Records for the task START
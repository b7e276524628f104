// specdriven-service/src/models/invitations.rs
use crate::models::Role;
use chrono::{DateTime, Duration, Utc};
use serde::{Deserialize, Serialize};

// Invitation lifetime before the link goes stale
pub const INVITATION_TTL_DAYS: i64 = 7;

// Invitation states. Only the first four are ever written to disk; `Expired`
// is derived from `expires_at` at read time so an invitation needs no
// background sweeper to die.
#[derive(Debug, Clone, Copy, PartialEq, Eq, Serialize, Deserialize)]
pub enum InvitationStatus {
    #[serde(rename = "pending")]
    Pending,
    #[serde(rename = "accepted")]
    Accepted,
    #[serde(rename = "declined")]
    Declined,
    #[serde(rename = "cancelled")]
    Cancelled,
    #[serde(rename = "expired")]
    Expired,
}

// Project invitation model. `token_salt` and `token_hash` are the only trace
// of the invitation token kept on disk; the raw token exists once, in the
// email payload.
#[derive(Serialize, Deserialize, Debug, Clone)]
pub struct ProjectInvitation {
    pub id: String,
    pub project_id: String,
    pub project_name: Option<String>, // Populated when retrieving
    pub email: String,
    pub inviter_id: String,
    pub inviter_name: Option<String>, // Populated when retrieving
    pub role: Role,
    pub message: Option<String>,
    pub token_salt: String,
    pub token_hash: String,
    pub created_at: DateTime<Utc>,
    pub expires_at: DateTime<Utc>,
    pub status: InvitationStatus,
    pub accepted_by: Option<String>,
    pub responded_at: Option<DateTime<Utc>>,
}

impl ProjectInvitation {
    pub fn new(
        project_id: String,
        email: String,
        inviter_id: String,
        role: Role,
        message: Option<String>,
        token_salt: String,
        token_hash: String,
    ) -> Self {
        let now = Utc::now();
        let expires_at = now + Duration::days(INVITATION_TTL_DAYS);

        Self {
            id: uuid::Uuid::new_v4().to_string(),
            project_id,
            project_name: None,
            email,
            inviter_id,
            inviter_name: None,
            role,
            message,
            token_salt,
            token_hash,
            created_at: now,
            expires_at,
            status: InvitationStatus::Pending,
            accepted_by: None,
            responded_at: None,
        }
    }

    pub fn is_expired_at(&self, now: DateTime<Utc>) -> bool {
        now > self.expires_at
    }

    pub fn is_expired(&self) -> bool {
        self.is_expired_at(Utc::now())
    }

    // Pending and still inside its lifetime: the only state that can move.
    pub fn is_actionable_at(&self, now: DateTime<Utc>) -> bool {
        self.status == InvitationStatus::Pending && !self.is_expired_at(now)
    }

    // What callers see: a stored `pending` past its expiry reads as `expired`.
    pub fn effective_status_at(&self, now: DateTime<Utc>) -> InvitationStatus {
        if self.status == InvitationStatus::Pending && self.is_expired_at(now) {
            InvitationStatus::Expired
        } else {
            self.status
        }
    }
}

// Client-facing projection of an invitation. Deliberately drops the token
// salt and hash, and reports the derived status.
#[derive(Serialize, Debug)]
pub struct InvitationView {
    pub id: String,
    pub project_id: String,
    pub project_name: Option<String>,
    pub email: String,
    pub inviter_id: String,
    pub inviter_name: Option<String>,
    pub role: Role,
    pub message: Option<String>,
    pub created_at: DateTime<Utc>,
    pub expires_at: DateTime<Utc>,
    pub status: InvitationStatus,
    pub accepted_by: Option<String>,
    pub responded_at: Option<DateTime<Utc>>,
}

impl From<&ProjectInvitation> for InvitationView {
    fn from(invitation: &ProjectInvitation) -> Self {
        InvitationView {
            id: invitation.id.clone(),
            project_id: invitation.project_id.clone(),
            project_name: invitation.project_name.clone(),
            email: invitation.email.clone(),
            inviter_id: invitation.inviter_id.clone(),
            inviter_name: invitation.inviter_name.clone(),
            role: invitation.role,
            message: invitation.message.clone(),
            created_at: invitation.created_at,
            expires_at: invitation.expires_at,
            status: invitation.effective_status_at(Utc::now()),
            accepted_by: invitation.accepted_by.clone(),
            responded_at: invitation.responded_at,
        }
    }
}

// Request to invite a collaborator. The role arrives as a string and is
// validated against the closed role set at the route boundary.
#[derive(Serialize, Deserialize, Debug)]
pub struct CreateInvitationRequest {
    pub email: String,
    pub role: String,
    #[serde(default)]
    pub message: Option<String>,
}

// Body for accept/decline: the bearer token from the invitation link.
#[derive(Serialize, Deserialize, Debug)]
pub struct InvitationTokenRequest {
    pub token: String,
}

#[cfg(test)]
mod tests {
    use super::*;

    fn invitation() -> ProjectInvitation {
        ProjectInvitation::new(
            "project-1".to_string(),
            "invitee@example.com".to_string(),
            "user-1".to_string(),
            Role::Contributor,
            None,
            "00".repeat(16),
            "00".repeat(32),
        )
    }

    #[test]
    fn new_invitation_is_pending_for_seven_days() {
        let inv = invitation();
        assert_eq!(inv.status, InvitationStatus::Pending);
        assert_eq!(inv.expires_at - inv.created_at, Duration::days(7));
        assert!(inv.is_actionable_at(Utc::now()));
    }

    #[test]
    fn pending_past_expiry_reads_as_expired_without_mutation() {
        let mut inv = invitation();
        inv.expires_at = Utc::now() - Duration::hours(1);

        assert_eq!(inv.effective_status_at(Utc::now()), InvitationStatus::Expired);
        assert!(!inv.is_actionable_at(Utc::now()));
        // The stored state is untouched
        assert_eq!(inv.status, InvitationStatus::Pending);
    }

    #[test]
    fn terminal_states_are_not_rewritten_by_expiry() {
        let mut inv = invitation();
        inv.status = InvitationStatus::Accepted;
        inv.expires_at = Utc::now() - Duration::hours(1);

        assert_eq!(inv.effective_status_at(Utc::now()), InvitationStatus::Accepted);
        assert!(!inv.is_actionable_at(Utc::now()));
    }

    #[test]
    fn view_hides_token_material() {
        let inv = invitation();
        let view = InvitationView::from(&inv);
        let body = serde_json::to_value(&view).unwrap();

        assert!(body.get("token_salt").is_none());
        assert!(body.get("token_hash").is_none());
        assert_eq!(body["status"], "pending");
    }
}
Records for the task END
_Exercise_
Write every entry out again. Keep each one exact.

_Reply to the exercise_
repository b7e276524628f104
// specdriven-service/src/models/invitations.rs
use crate::models::Role;
use chrono::{DateTime, Duration, Utc};
use serde::{Deserialize, Serialize};

// Invitation lifetime before the link goes stale
pub const INVITATION_TTL_DAYS: i64 = 7;

// Invitation states. Only the first four are ever written to disk; `Expired`
// is derived from `expires_at` at read time so an invitation needs no
// background sweeper to die.
#[derive(Debug, Clone, Copy, PartialEq, Eq, Serialize, Deserialize)]
pub enum InvitationStatus {
    #[serde(rename = "pending")]
    Pending,
    #[serde(rename = "accepted")]
    Accepted,
    #[serde(rename = "declined")]
    Declined,
    #[serde(rename = "cancelled")]
    Cancelled,
    #[serde(rename = "expired")]
    Expired,
}

// Project invitation model. `token_salt` and `token_hash` are the only trace
// of the invitation token kept on disk; the raw token exists once, in the
// email payload.
#[derive(Serialize, Deserialize, Debug, Clone)]
pub struct ProjectInvitation {
    pub id: String,
    pub project_id: String,
    pub project_name: Option<String>, // Populated when retrieving
    pub email: String,
    pub inviter_id: String,
    pub inviter_name: Option<String>, // Populated when retrieving
    pub role: Role,
    pub message: Option<String>,
    pub token_salt: String,
    pub token_hash: String,
    pub created_at: DateTime<Utc>,
    pub expires_at: DateTime<Utc>,
    pub status: InvitationStatus,
    pub accepted_by: Option<String>,
    pub responded_at: Option<DateTime<Utc>>,
}

impl ProjectInvitation {
    pub fn new(
        project_id: String,
        email: String,
        inviter_id: String,
        role: Role,
        message: Option<String>,
        token_salt: String,
        token_hash: String,
    ) -> Self {
        let now = Utc::now();
        let expires_at = now + Duration::days(INVITATION_TTL_DAYS);

        Self {
            id: uuid::Uuid::new_v4().to_string(),
            project_id,
            project_name: None,
            email,
            inviter_id,
            inviter_name: None,
            role,
            message,
            token_salt,
            token_hash,
            created_at: now,
            expires_at,
            status: InvitationStatus::Pending,
            accepted_by: None,
            responded_at: None,
        }
    }

    pub fn is_expired_at(&self, now: DateTime<Utc>) -> bool {
        now > self.expires_at
    }

    pub fn is_expired(&self) -> bool {
        self.is_expired_at(Utc::now())
    }

    // Pending and still inside its lifetime: the only state that can move.
    pub fn is_actionable_at(&self, now: DateTime<Utc>) -> bool {
        self.status == InvitationStatus::Pending && !self.is_expired_at(now)
    }

    // What callers see: a stored `pending` past its expiry reads as `expired`.
    pub fn effective_status_at(&self, now: DateTime<Utc>) -> InvitationStatus {
        if self.status == InvitationStatus::Pending && self.is_expired_at(now) {
            InvitationStatus::Expired
        } else {
            self.status
        }
    }
}

// Client-facing projection of an invitation. Deliberately drops the token
// salt and hash, and reports the derived status.
#[derive(Serialize, Debug)]
pub struct InvitationView {
    pub id: String,
    pub project_id: String,
    pub project_name: Option<String>,
    pub email: String,
    pub inviter_id: String,
    pub inviter_name: Option<String>,
    pub role: Role,
    pub message: Option<String>,
    pub created_at: DateTime<Utc>,
    pub expires_at: DateTime<Utc>,
    pub status: InvitationStatus,
    pub accepted_by: Option<String>,
    pub responded_at: Option<DateTime<Utc>>,
}

impl From<&ProjectInvitation> for InvitationView {
    fn from(invitation: &ProjectInvitation) -> Self {
        InvitationView {
            id: invitation.id.clone(),
            project_id: invitation.project_id.clone(),
            project_name: invitation.project_name.clone(),
            email: invitation.email.clone(),
            inviter_id: invitation.inviter_id.clone(),
            inviter_name: invitation.inviter_name.clone(),
            role: invitation.role,
            message: invitation.message.clone(),
            created_at: invitation.created_at,
            expires_at: invitation.expires_at,
            status: invitation.effective_status_at(Utc::now()),
            accepted_by: invitation.accepted_by.clone(),
            responded_at: invitation.responded_at,
        }
    }
}

// Request to invite a collaborator. The role arrives as a string and is
// validated against the closed role set at the route boundary.
#[derive(Serialize, Deserialize, Debug)]
pub struct CreateInvitationRequest {
    pub email: String,
    pub role: String,
    #[serde(default)]
    pub message: Option<String>,
}

// Body for accept/decline: the bearer token from the invitation link.
#[derive(Serialize, Deserialize, Debug)]
pub struct InvitationTokenRequest {
    pub token: String,
}

#[cfg(test)]
mod tests {
    use super::*;

    fn invitation() -> ProjectInvitation {
        ProjectInvitation::new(
            "project-1".to_string(),
            "invitee@example.com".to_string(),
            "user-1".to_string(),
            Role::Contributor,
            None,
            "00".repeat(16),
            "00".repeat(32),
        )
    }

    #[test]
    fn new_invitation_is_pending_for_seven_days() {
        let inv = invitation();
        assert_eq!(inv.status, InvitationStatus::Pending);
        assert_eq!(inv.expires_at - inv.created_at, Duration::days(7));
        assert!(inv.is_actionable_at(Utc::now()));
    }

    #[test]
    fn pending_past_expiry_reads_as_expired_without_mutation() {
        let mut inv = invitation();
        inv.expires_at = Utc::now() - Duration::hours(1);

        assert_eq!(inv.effective_status_at(Utc::now()), InvitationStatus::Expired);
        assert!(!inv.is_actionable_at(Utc::now()));
        // The stored state is untouched
        assert_eq!(inv.status, InvitationStatus::Pending);
    }

    #[test]
    fn terminal_states_are_not_rewritten_by_expiry() {
        let mut inv = invitation();
        inv.status = InvitationStatus::Accepted;
        inv.expires_at = Utc::now() - Duration::hours(1);

        assert_eq!(inv.effective_status_at(Utc::now()), InvitationStatus::Accepted);
        assert!(!inv.is_actionable_at(Utc::now()));
    }

    #[test]
    fn view_hides_token_material() {
        let inv = invitation();
        let view = InvitationView::from(&inv);
        let body = serde_json::to_value(&view).unwrap();

        assert!(body.get("token_salt").is_none());
        assert!(body.get("token_hash").is_none());
        assert_eq!(body["status"], "pending");
    }
}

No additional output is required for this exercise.